American businesses and households are absorbing the overwhelming share of President Donald Trump’s tariffs, according to John Williams, in remarks that directly challenge White House assertions that foreign exporters would shoulder the cost.
Speaking at a conference in Washington, D.C., the president of the Federal Reserve Bank of New York said recent analysis shows the burden has fallen squarely at home.
“The tariffs have overwhelmingly been borne domestically — a New York Fed analysis estimates that most of the burden has fallen on U.S. firms and consumers.,” Williams said.
“In addition, the tariffs have already meaningfully increased U.S. prices of imported goods, and the full effects have likely not yet been felt.”
The findings stem from a white paper published on the New York Fed’s website, in which researchers estimated that as much as 90% of the added costs from tariffs had been passed through to domestic producers and consumers.
That conclusion contradicts claims by President Donald Trump and other administration officials that foreign exporters would absorb the higher costs rather than raise prices.
The study has generated significant debate in recent weeks. Kevin Hassett, director of the National Economic Council, criticised the research during an appearance on CNBC, suggesting the authors should be “disciplined” for what he described as “the worst paper I’ve ever seen in the history of the Federal Reserve system”.
Williams’ comments marked his first public response to the controversy.

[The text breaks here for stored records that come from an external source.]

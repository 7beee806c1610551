use serde::Deserialize;

use crate::clip::ClipDef;
use crate::config::Config;
use crate::controller::RigAsset;
use crate::error::AnimError;
use crate::motion::program::MotionProgram;
use crate::skeleton::{RigDefinition, Skeleton};

/// Parse a rig definition document and check that it forms a valid tree.
pub fn parse_rig_json(s: &str) -> Result<RigDefinition, AnimError> {
    let def: RigDefinition = serde_json::from_str(s)?;
    Skeleton::from_definition(&def)?;
    Ok(def)
}

/// Parse one clip document. Node names are checked later, on registration.
pub fn parse_clip_json(s: &str) -> Result<ClipDef, AnimError> {
    let def: ClipDef = serde_json::from_str(s)?;
    def.validate()?;
    Ok(def)
}

pub fn parse_motion_json(s: &str) -> Result<MotionProgram, AnimError> {
    Ok(serde_json::from_str(s)?)
}

/// Single-document bundle: rig, motion program, clips and optional config.
#[derive(Deserialize)]
struct StoredRigAsset {
    rig: RigDefinition,
    #[serde(default)]
    motion: MotionProgram,
    #[serde(default)]
    clips: Vec<ClipDef>,
    #[serde(default)]
    config: Config,
}

/// Parse a bundle document straight into a ready-to-spawn asset.
pub fn parse_rig_asset_json(s: &str) -> Result<RigAsset, AnimError> {
    let stored: StoredRigAsset = serde_json::from_str(s)?;
    RigAsset::build(&stored.rig, &stored.motion, &stored.clips, stored.config)
}
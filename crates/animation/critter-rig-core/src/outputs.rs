//! Output contracts toward the render collaborator.
//!
//! The core never draws. Hosts either read the posed [`Rig`] directly, implement
//! [`PoseSink`] and hand it to `RigController::render`, or take a serializable
//! [`PoseSnapshot`].

use serde::{Deserialize, Serialize};

use crate::rig::Rig;

/// Resolved values of one node after a full tick.
#[derive(Clone, Debug, PartialEq, Serialize, Deserialize)]
pub struct PosedNode {
    pub name: String,
    pub rotation: [f32; 3],
    pub translation: [f32; 3],
    pub scale: [f32; 3],
    /// Column-major model-space matrix.
    pub world: [[f32; 4]; 4],
}

#[derive(Clone, Debug, Default, PartialEq, Serialize, Deserialize)]
pub struct PoseSnapshot {
    pub rig: String,
    #[serde(default)]
    pub nodes: Vec<PosedNode>,
}

impl PoseSnapshot {
    pub fn node(&self, name: &str) -> Option<&PosedNode> {
        self.nodes.iter().find(|n| n.name == name)
    }
}

/// Consumer of the final pose (mesh drawing lives behind this trait).
pub trait PoseSink {
    fn draw(&mut self, rig: &Rig);
}
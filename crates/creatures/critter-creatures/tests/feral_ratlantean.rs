use critter_creatures::feral_ratlantean::{self, FeralRatlanteanAnimation};
use critter_rig_core::{AnimInputs, Config, RigDefinition, SequencerState};

fn approx(a: f32, b: f32, eps: f32) {
    assert!((a - b).abs() <= eps, "left={a} right={b} eps={eps}");
}

#[test]
fn rest_inputs_reproduce_the_authored_pose() {
    let asset = feral_ratlantean::asset(Config::default()).unwrap();
    let mut ctl = asset.spawn();
    let rig = ctl.update(&AnimInputs::default()).unwrap();
    for (node, pose) in rig.skeleton().nodes().iter().zip(rig.poses()) {
        assert_eq!(pose.rotation, node.base_rotation, "{}", node.name);
        assert_eq!(pose.translation, [0.0; 3], "{}", node.name);
    }
}

#[test]
fn nose_pulses_with_idle_time() {
    let asset = feral_ratlantean::asset(Config::default()).unwrap();
    let mut ctl = asset.spawn();
    let nose = ctl.rig().handle("nose").unwrap();
    let t = std::f32::consts::FRAC_PI_2 / 0.75;
    let rig = ctl
        .update(&AnimInputs {
            idle_time: t,
            ..AnimInputs::default()
        })
        .unwrap();
    approx(rig.pose(nose).scale[0], 1.0, 1e-6);
}

#[test]
fn every_action_plays_out_and_resets() {
    let asset = feral_ratlantean::asset(Config::default()).unwrap();
    for anim in FeralRatlanteanAnimation::ALL {
        let id = anim.id(&asset).unwrap();
        let lifetime = anim.clip().unwrap().lifetime();
        let mut ctl = asset.spawn();
        let inputs = AnimInputs {
            clip: Some(id),
            ..AnimInputs::default()
        };
        let mut moved = false;
        for _ in 0..lifetime {
            let rig = ctl.update(&inputs).unwrap();
            moved |= rig
                .skeleton()
                .nodes()
                .iter()
                .zip(rig.poses())
                .any(|(n, p)| p.rotation != n.base_rotation);
        }
        assert!(moved, "{} never moved the rig", anim.clip_name());
        assert_eq!(ctl.state(), SequencerState::Idle { last: Some(id) });

        let rig = ctl.update(&inputs).unwrap();
        for (node, pose) in rig.skeleton().nodes().iter().zip(rig.poses()) {
            assert_eq!(pose.rotation, node.base_rotation, "{}: {}", anim.clip_name(), node.name);
            assert_eq!(pose.translation, [0.0; 3], "{}: {}", anim.clip_name(), node.name);
        }
    }
}

#[test]
fn bite_turns_head_to_absolute_yaw() {
    let asset = feral_ratlantean::asset(Config::default()).unwrap();
    let bite = FeralRatlanteanAnimation::Bite.id(&asset).unwrap();
    let mut ctl = asset.spawn();
    let head = ctl.rig().handle("head").unwrap();
    let inputs = AnimInputs {
        clip: Some(bite),
        ..AnimInputs::default()
    };
    // Tick 6 opens the second segment, i.e. the end of the first.
    for _ in 0..6 {
        ctl.update(&inputs).unwrap();
    }
    approx(ctl.rig().pose(head).rotation[1], 60f32.to_radians(), 1e-5);
}

#[test]
fn walking_moves_legs_in_opposition() {
    let asset = feral_ratlantean::asset(Config::default()).unwrap();
    let mut ctl = asset.spawn();
    let left = ctl.rig().handle("front_left_leg").unwrap();
    let right = ctl.rig().handle("front_right_leg").unwrap();
    let base = ctl.rig().skeleton().node(left).base_rotation;
    let rig = ctl
        .update(&AnimInputs {
            limb_swing: 3.0,
            limb_swing_amount: 1.0,
            ..AnimInputs::default()
        })
        .unwrap();
    let dl = rig.pose(left).rotation[1] - base[1];
    let dr = rig.pose(right).rotation[1] - base[1];
    approx(dl, -dr, 1e-6);
    assert!(dl.abs() > 0.0);
}

#[test]
fn rig_table_round_trips_through_json() {
    let def = feral_ratlantean::rig_definition();
    let json = serde_json::to_string_pretty(&def).unwrap();
    let back: RigDefinition = serde_json::from_str(&json).unwrap();
    assert_eq!(back, def);
    let parsed = critter_rig_core::parse_rig_json(&json).unwrap();
    assert_eq!(parsed.nodes.len(), 35);
}
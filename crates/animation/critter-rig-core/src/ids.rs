//! Identifiers for skeleton nodes and registered clips.

use serde::{Deserialize, Serialize};

/// Dense index of a node inside its skeleton arena.
#[derive(Copy, Clone, Debug, Eq, PartialEq, Hash, Ord, PartialOrd, Serialize, Deserialize)]
pub struct NodeId(pub u32);

impl NodeId {
    #[inline]
    pub fn index(self) -> usize {
        self.0 as usize
    }
}

#[derive(Copy, Clone, Debug, Eq, PartialEq, Hash, Serialize, Deserialize)]
pub struct ClipId(pub u32);

/// Monotonic allocator for ClipId.
#[derive(Default, Debug)]
pub struct IdAllocator {
    next_clip: u32,
}

impl IdAllocator {
    pub fn new() -> Self {
        Self::default()
    }

    #[inline]
    pub fn alloc_clip(&mut self) -> ClipId {
        let id = ClipId(self.next_clip);
        self.next_clip = self.next_clip.wrapping_add(1);
        id
    }

    #[inline]
    pub fn reset(&mut self) {
        *self = Self::default();
    }
}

Beyond addressing the distributional impact of tariffs, he warned that the measures are complicating the Fed’s path back to its inflation objective.
“My current estimate is that, to date, the increase in tariffs has contributed around one half to three quarters of a percentage point to the current inflation rate of about 3 percent,” Williams said.
“The FOMC defines price stability as 2 percent inflation over the longer run. Owing to the effects of tariffs, progress toward that goal has temporarily stalled.”
The Federal Open Market Committee (FOMC) has set a long-run inflation target of 2%, which it views as consistent with price stability. Williams indicated that tariff-related price pressures have interrupted the recent disinflation trend.
However, he struck a cautiously optimistic tone about the broader outlook. Williams said he expects the inflationary impact of tariffs to prove temporary and forecast that the Fed could return inflation to target by 2027. He also noted that the U.S. economy “appears to be on a good footing”.
Regarding monetary policy, Williams said the current stance is “well positioned” to achieve the central bank’s dual mandate of stable prices and maximum employment.
He signalled that, once tariff-driven effects fade, and inflation resumes a downward trajectory, additional policy easing may become appropriate.
Should inflation continue to moderate, “further reductions in the federal funds rate will eventually be warranted to prevent monetary policy from inadvertently becoming more restrictive,” he said.
Financial markets are currently pricing in expectations that the Fed could resume cutting interest rates later this year, with July or September seen as possible starting points based on futures contracts.
As president of the New York Fed, Williams holds a permanent voting seat on the FOMC, giving him considerable influence over the direction of U.S. monetary policy at a time when tariff policy and inflation dynamics remain closely intertwined.